═══ Records for this task
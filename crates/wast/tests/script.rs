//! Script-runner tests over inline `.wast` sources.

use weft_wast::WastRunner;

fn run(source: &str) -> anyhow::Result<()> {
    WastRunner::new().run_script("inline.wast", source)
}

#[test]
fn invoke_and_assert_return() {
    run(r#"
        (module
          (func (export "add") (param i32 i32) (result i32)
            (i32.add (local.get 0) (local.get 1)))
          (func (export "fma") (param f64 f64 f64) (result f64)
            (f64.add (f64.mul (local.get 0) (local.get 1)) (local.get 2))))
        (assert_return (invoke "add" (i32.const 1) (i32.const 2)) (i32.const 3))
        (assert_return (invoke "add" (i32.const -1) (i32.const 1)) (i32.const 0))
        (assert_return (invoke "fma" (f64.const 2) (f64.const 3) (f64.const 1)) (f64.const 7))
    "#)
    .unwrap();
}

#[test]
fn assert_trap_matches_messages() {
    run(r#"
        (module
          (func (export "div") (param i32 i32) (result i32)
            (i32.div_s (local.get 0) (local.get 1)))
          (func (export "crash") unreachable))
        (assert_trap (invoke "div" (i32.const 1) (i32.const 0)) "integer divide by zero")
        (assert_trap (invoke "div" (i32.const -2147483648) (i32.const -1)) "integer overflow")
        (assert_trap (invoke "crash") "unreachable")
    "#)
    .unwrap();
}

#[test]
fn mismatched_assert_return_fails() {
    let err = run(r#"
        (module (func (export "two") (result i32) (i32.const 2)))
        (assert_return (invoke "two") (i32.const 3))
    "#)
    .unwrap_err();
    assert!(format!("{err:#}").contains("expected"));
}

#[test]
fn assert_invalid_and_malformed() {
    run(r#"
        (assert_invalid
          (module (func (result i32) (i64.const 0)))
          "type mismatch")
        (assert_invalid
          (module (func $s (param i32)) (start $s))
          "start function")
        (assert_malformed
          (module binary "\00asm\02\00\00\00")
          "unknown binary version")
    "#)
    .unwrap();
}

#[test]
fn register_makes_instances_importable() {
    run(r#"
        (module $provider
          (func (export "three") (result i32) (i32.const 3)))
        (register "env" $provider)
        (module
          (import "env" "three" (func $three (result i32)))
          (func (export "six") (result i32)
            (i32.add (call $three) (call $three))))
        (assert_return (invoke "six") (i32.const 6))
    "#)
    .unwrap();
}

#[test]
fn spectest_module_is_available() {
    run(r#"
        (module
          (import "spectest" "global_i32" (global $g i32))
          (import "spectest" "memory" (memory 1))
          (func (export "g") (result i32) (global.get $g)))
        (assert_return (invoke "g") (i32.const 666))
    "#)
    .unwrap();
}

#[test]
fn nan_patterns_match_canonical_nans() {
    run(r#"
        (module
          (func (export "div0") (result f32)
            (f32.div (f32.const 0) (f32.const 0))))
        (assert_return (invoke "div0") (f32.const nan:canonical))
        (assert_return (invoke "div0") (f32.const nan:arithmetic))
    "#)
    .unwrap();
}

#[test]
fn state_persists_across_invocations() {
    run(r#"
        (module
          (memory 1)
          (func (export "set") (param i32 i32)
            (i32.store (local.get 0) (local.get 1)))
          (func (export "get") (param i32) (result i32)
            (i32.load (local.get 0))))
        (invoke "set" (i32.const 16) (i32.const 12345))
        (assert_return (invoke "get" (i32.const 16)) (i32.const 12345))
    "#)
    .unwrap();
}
══════
_Problem details_:
Your answer should be the number of lines in the records that contain the word "local", with nothing added.

_Solved exercise_:
5